Falo e me calo. Como recorte de jornal: sou. Re-fabrico e re-edito o dantes dito. Sou reprise repetida dos meus eus oblíquos. Me fito de lado, tiro foto, vejo o perfil. Saio: a boemia não é tão amiga. Eu gosto é de gente pouca, fala baixo que criança dorme dois continentes depois. Falta água lá, sobra aqui: falsa ilusão.
Escrevo o dantes lido. Não sou escritora de fato, só reproduzo o meio. Reproduzo minha síntese. Sou, estou e escrevo o meu meio, todas essas minhas horas e minutos.

“Meu partido,
É um coração partido”

Falta saliva para gritar
Falta oxigênio para sintetizar
Inspiro
Unnnnnn
Expiro
Uuuuuuu:
Fico com dor de cabeça
O mundo gira
As vacas são mudas
O dia é curto
E ninguém liga

Passo, repasso, revejo o tempo e perco mais: não crio mais nada. Nada se cria. Original em mim só a cópia. A cópia que ninguém leu os originais. Me asfixie, me fure, me machuque. Me pegue forte, me arraste, me chupa, me mata. Diz que me odeia e que me mata se eu piscar.

-Sussurra, fala baixo
-Quero gritar mulher, você não presta. Merece mesmo é morrer!
-As criança dorme, não grita. Me bate, me mata, mas não grita
-Eu grito porque você é uma vaca
-Não grita que só eu preciso ouvir, as criança não
-Cala a boca muié! Agora você vai aprender a me respeitar!

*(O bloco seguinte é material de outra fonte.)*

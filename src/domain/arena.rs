use generational_arena::{Arena, Index};
use std::fmt;
use tracing::instrument;

use crate::domain::keys::KeySeparators;

/// One heading of the outline, or the synthetic root.
#[derive(Debug, Clone, Default, PartialEq, Eq)]
pub struct OutlineNode {
    /// 0 for the root, 1..=N for headings
    pub level: usize,
    /// Numbering token as written, punctuation included
    pub raw_number: String,
    /// Heading text without the numbering token
    pub title: String,
    /// Numbering token used for key composition
    pub number_key: String,
    /// Number keys from level 1 down to this node
    pub full_number_key: String,
    /// Titles from level 1 down to this node
    pub content_key: String,
    /// Body lines owned directly by this heading
    pub contents: Vec<String>,
    /// Child headings in document order
    pub children: Vec<Index>,
}

impl OutlineNode {
    pub fn is_root(&self) -> bool {
        self.level == 0
    }

    /// The heading line as it appears in text: `rawNumber title`.
    pub fn heading(&self) -> String {
        format!("{} {}", self.raw_number, self.title)
    }
}

impl fmt::Display for OutlineNode {
    fn fmt(&self, f: &mut fmt::Formatter<'_>) -> fmt::Result {
        write!(f, "[{}]  {}", self.full_number_key, self.content_key)
    }
}

/// Arena-backed outline tree.
///
/// Nodes are never removed, so every index handed out stays valid for the
/// lifetime of the outline. The root always exists.
#[derive(Debug)]
pub struct Outline {
    arena: Arena<OutlineNode>,
    root: Index,
    separators: KeySeparators,
}

impl Default for Outline {
    fn default() -> Self {
        Self::new(KeySeparators::default())
    }
}

impl Outline {
    pub fn new(separators: KeySeparators) -> Self {
        let mut arena = Arena::new();
        let root = arena.insert(OutlineNode::default());
        Self {
            arena,
            root,
            separators,
        }
    }

    pub fn root(&self) -> Index {
        self.root
    }

    pub fn root_node(&self) -> &OutlineNode {
        &self.arena[self.root]
    }

    pub fn separators(&self) -> &KeySeparators {
        &self.separators
    }

    pub fn get_node(&self, idx: Index) -> Option<&OutlineNode> {
        self.arena.get(idx)
    }

    pub fn get_node_mut(&mut self, idx: Index) -> Option<&mut OutlineNode> {
        self.arena.get_mut(idx)
    }

    #[instrument(level = "trace", skip(self, node), fields(level = node.level))]
    pub fn append_child(&mut self, parent: Index, node: OutlineNode) -> Index {
        let idx = self.arena.insert(node);
        if let Some(parent) = self.arena.get_mut(parent) {
            parent.children.push(idx);
        }
        idx
    }

    pub fn push_content(&mut self, idx: Index, line: impl Into<String>) {
        if let Some(node) = self.arena.get_mut(idx) {
            node.contents.push(line.into());
        }
    }

    /// Direct children of a node, in document order.
    pub fn children(&self, idx: Index) -> impl Iterator<Item = (Index, &OutlineNode)> + '_ {
        self.arena
            .get(idx)
            .map(|n| n.children.as_slice())
            .unwrap_or_default()
            .iter()
            .filter_map(move |&child| self.arena.get(child).map(|n| (child, n)))
    }

    /// Number of headings (root excluded).
    pub fn len(&self) -> usize {
        self.arena.len() - 1
    }

    pub fn is_empty(&self) -> bool {
        self.len() == 0
    }

    /// Deepest heading level present, 0 for an outline without headings.
    pub fn depth(&self) -> usize {
        self.iter().map(|(_, _, n)| n.level).max().unwrap_or(0)
    }

    /// All headings in document order (pre-order), root excluded.
    /// Depth is relative: level-1 headings are at depth 0.
    pub fn iter(&self) -> OutlineIter<'_> {
        let mut stack = Vec::new();
        if let Some(root) = self.arena.get(self.root) {
            for &child in root.children.iter().rev() {
                stack.push((child, 0));
            }
        }
        OutlineIter {
            outline: self,
            stack,
        }
    }

    /// The subtree under `idx` in document order, `idx` itself at depth 0.
    /// Iterating from the root behaves like [`Outline::iter`].
    pub fn iter_from(&self, idx: Index) -> OutlineIter<'_> {
        if idx == self.root {
            return self.iter();
        }
        OutlineIter {
            outline: self,
            stack: vec![(idx, 0)],
        }
    }
}

pub struct OutlineIter<'a> {
    outline: &'a Outline,
    stack: Vec<(Index, usize)>,
}

impl<'a> Iterator for OutlineIter<'a> {
    type Item = (Index, usize, &'a OutlineNode);

    fn next(&mut self) -> Option<Self::Item> {
        while let Some((current_idx, depth)) = self.stack.pop() {
            if let Some(node) = self.outline.get_node(current_idx) {
                // Push children in reverse order for left-to-right traversal
                for &child in node.children.iter().rev() {
                    self.stack.push((child, depth + 1));
                }
                return Some((current_idx, depth, node));
            }
        }
        None
    }
}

O mundo não quer ser concertado, mas eu não quero que se desconserte mais. Não mente que é feio. Não mente. Não me diga mais verdades porque dói. Não morre que machuca. Não transa que mata. Não xinga que é falta de educação. Fica mudo mulato burro. Fica mudo mulher feia e pobre. Fica muda loira gostosa. Fica mudo, criado mudo, muda a muda. Não mundo, não muda.
Abafa o bafo seco de álcool do mundo. O mundo quer álcool, agora todo mundo quer. Me dá mais, me dá mais, me sacia. Me dopa, me joga: quero mais álcool.

O mundo quer álcool
Todo mundo quer álcool

O tempo é de nada. Pasmes. É tempo de piada maldosa e fútil, tempo de contar moedas vergonhosas. Tempo de mísseis, terror, terror, terror. Contei pra você que mais um país foi invadido você nem ligou. Contei das flores mortas que nasceram, ninguém leu. Pó de todo o tipo: pó cinza, pó branco, pó preto, menos pó marrom, esse não é visto. É tempo de rir do outro e não cuidar de ti. É tempo de se cortar e dizer que foi o outro. Não faz assim homem, não faz assim ser humano, não faz assim. Te ajuda e não reza. Se cala e não reza. Não chora por machucado de moto, chora por teus irmãos. Não faz assim mulher, não faz assim ser humano: não segrega, não dissipa, não faz assim. Não mata seu próximo como forma de matar você: inconsciente. Não faz assim, não seja assim: vá além, seja Deus.